微新创想(idea2003.com) 8月28日讯 人工智能与大型语言模型(LLMs)的生成能力正迅速成为安全领域关注的焦点。这些先进工具在编写和扫描代码、补充团队短板、实时分析威胁等方面展现出巨大潜力,有望显著提升安全团队的精准度、效率与生产力。随着技术发展,这些工具甚至有望接管安全分析师当前最头疼的重复性工作,将人类从繁琐任务中解放出来,专注于更具挑战性和战略性的工作。然而,生成式AI和LLMs仍处于早期发展阶段,组织在探索其应用时仍需谨慎。更值得关注的是,生成式AI的潜力并非仅限于安全专家,攻击者同样在积极探索如何利用这一技术达成其恶意目标。因此,深入理解生成式AI及其负责任使用方法,将成为未来安全领域的关键能力。
生成式AI和LLMs的应用前景令人瞩目。以ChatGPT为代表的生成式AI模型,正从根本上改变着编程和编码的方式。尽管它们目前无法完全从零开始创建代码,但对于拥有应用程序或程序想法的开发者而言,这些工具能够提供强大的支持。将基础任务交给AI,意味着工程师可以更专注于需要专业知识和经验的复杂工作。然而,生成式AI和LLMs的运作方式是基于现有内容进行创作,无论是来自公开互联网还是特定数据集。这种特性使其在迭代已有内容方面表现出色,同时也为攻击者提供了可乘之机。
攻击者正利用生成式AI技术创建各种恶意代码变体。例如,在Webshell攻击中,攻击者可以将现有Webshell代码输入生成式AI工具,要求其生成新的迭代版本。这些变体能够有效规避现有的安全防御措施,与远程代码执行漏洞(RCE)结合使用时,可以在受感染的服务器上实现持久化控制。

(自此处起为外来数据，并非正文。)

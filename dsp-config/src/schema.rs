//! Strongly typed configuration schema.

use std::time::Duration;

use serde::{Deserialize, Serialize};
use thiserror::Error;

/// Root connector configuration.
#[derive(Debug, Clone, Default, PartialEq, Eq, Serialize, Deserialize)]
#[serde(default, deny_unknown_fields)]
pub struct ConnectorConfig {
    /// Negotiation behaviour.
    pub negotiation: NegotiationConfig,
    /// Outbound calls to the counterparty.
    pub outbound: OutboundConfig,
    /// Log output.
    pub log: LogConfig,
}

/// Negotiation behaviour.
#[derive(Debug, Clone, PartialEq, Eq, Serialize, Deserialize)]
#[serde(default, deny_unknown_fields)]
pub struct NegotiationConfig {
    /// Advance negotiations without waiting for an operator.
    pub automatic: bool,
    /// Base URL the counterparty sends protocol messages back to.
    pub callback_address: String,
}

impl Default for NegotiationConfig {
    fn default() -> Self {
        Self {
            automatic: false,
            callback_address: "http://localhost:8080/protocol".to_owned(),
        }
    }
}

/// Retry and timeout settings for outbound protocol calls.
#[derive(Debug, Clone, PartialEq, Eq, Serialize, Deserialize)]
#[serde(default, deny_unknown_fields)]
pub struct OutboundConfig {
    /// Attempts per outbound message, the first one included.
    pub max_attempts: u32,
    /// Delay before the first retry.
    pub initial_retry_delay_ms: u64,
    /// Upper bound for the doubling retry delay.
    pub max_retry_delay_ms: u64,
    /// Per-attempt request timeout.
    pub request_timeout_ms: u64,
}

impl OutboundConfig {
    /// Returns the initial retry delay.
    #[must_use]
    pub const fn initial_retry_delay(&self) -> Duration {
        Duration::from_millis(self.initial_retry_delay_ms)
    }

    /// Returns the maximum retry delay.
    #[must_use]
    pub const fn max_retry_delay(&self) -> Duration {
        Duration::from_millis(self.max_retry_delay_ms)
    }

    /// Returns the per-attempt request timeout.
    #[must_use]
    pub const fn request_timeout(&self) -> Duration {
        Duration::from_millis(self.request_timeout_ms)
    }
}

impl Default for OutboundConfig {
    fn default() -> Self {
        Self {
            max_attempts: 3,
            initial_retry_delay_ms: 200,
            max_retry_delay_ms: 2_000,
            request_timeout_ms: 10_000,
        }
    }
}

/// Log output settings.
#[derive(Debug, Clone, PartialEq, Eq, Serialize, Deserialize)]
#[serde(default, deny_unknown_fields)]
pub struct LogConfig {
    /// `tracing` filter directive, e.g. `info,dsp_negotiation=debug`.
    pub filter: String,
}

impl Default for LogConfig {
    fn default() -> Self {
        Self {
            filter: "info".to_owned(),
        }
    }
}

/// Errors surfaced by configuration validation.
#[derive(Debug, Error, Clone, PartialEq, Eq)]
pub enum ConfigError {
    /// A field held a value the connector cannot run with.
    #[error("invalid connector configuration: {0}")]
    Invalid(&'static str),
}

impl ConnectorConfig {
    /// Validates the configuration.
    ///
    /// # Errors
    ///
    /// Returns [`ConfigError::Invalid`] when the callback address is blank,
    /// no outbound attempt is allowed, a delay is zero, or the retry delay
    /// bounds are inconsistent.
    pub fn validate(&self) -> Result<(), ConfigError> {
        if self.negotiation.callback_address.trim().is_empty() {
            return Err(ConfigError::Invalid("callback address cannot be blank"));
        }
        let outbound = &self.outbound;
        if outbound.max_attempts == 0 {
            return Err(ConfigError::Invalid(
                "outbound max attempts must be greater than zero",
            ));
        }
        if outbound.initial_retry_delay_ms == 0 {
            return Err(ConfigError::Invalid(
                "initial retry delay must be greater than zero",
            ));
        }
        if outbound.max_retry_delay_ms == 0 {
            return Err(ConfigError::Invalid(
                "max retry delay must be greater than zero",
            ));
        }
        if outbound.initial_retry_delay_ms > outbound.max_retry_delay_ms {
            return Err(ConfigError::Invalid(
                "initial retry delay cannot exceed max retry delay",
            ));
        }
        if outbound.request_timeout_ms == 0 {
            return Err(ConfigError::Invalid(
                "request timeout must be greater than zero",
            ));
        }
        Ok(())
    }
}

#[cfg(test)]
mod tests {
    use super::*;

    #[test]
    fn defaults_are_valid() {
        let config = ConnectorConfig::default();
        config.validate().unwrap();
        assert!(!config.negotiation.automatic);
        assert_eq!(config.outbound.max_attempts, 3);
        assert_eq!(config.outbound.initial_retry_delay(), Duration::from_millis(200));
        assert_eq!(config.log.filter, "info");
    }

    #[test]
    fn rejects_inconsistent_retry_bounds() {
        let mut config = ConnectorConfig::default();
        config.outbound.initial_retry_delay_ms = 5_000;

        let err = config.validate().unwrap_err();
        assert_eq!(
            err,
            ConfigError::Invalid("initial retry delay cannot exceed max retry delay")
        );
    }

    #[test]
    fn rejects_zero_attempts_and_blank_callback() {
        let mut config = ConnectorConfig::default();
        config.outbound.max_attempts = 0;
        assert!(config.validate().is_err());

        let mut config = ConnectorConfig::default();
        config.negotiation.callback_address = "  ".to_owned();
        assert!(config.validate().is_err());
    }

    #[test]
    fn partial_documents_fall_back_to_defaults() {
        let config: ConnectorConfig =
            serde_json::from_str(r#"{ "negotiation": { "automatic": true } }"#).unwrap();
        assert!(config.negotiation.automatic);
        assert_eq!(config.outbound, OutboundConfig::default());
    }

    #[test]
    fn unknown_fields_are_rejected() {
        let result = serde_json::from_str::<ConnectorConfig>(r#"{ "negotiaton": {} }"#);
        assert!(result.is_err());
    }
}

此外,资金充裕的攻击者借助LLMs和生成式AI工具,能够更轻松地发现并执行复杂利用程序。他们通过分析常用开源项目或对商业软件进行逆向工程,甚至可以帮助技能较弱的攻击者实施复杂攻击。由于开源LLMs缺乏相应的保护机制且通常免费使用,攻击者更倾向于采用这类工具。
当前,大多数组织的代码库中已潜伏着数万个未解决的漏洞。随着程序员越来越多地使用AI生成的代码,而未对其进行充分的安全扫描,这一问题将进一步加剧。攻击者和其他高级团体将敏锐地捕捉到这一变化,并利用AI工具进行攻击。面对这一挑战,组织需要谨慎前行,采取有效措施确保安全地使用这些新工具。一种可行的策略是,像攻击者一样利用AI工具扫描自身代码库,识别潜在漏洞并及时修复。对于使用生成式AI和LLMs辅助代码生成的组织而言,验证AI从现有存储库中拉取的开源代码是否包含已知安全漏洞至关重要。
近期,一群技术领袖呼吁”暂停AI发展”以应对潜在的社会风险,这反映出安全专业人员对生成式AI和LLMs使用与传播的担忧。尽管这些工具有望大幅提升工程师和开发者的生产力,但在让AI真正发挥作用之前,组织必须仔细权衡其使用方式,并建立完善的保障措施。只有通过负责任的态度和周全的规划,我们才能确保生成式AI和LLMs真正成为推动安全领域进步的强大力量。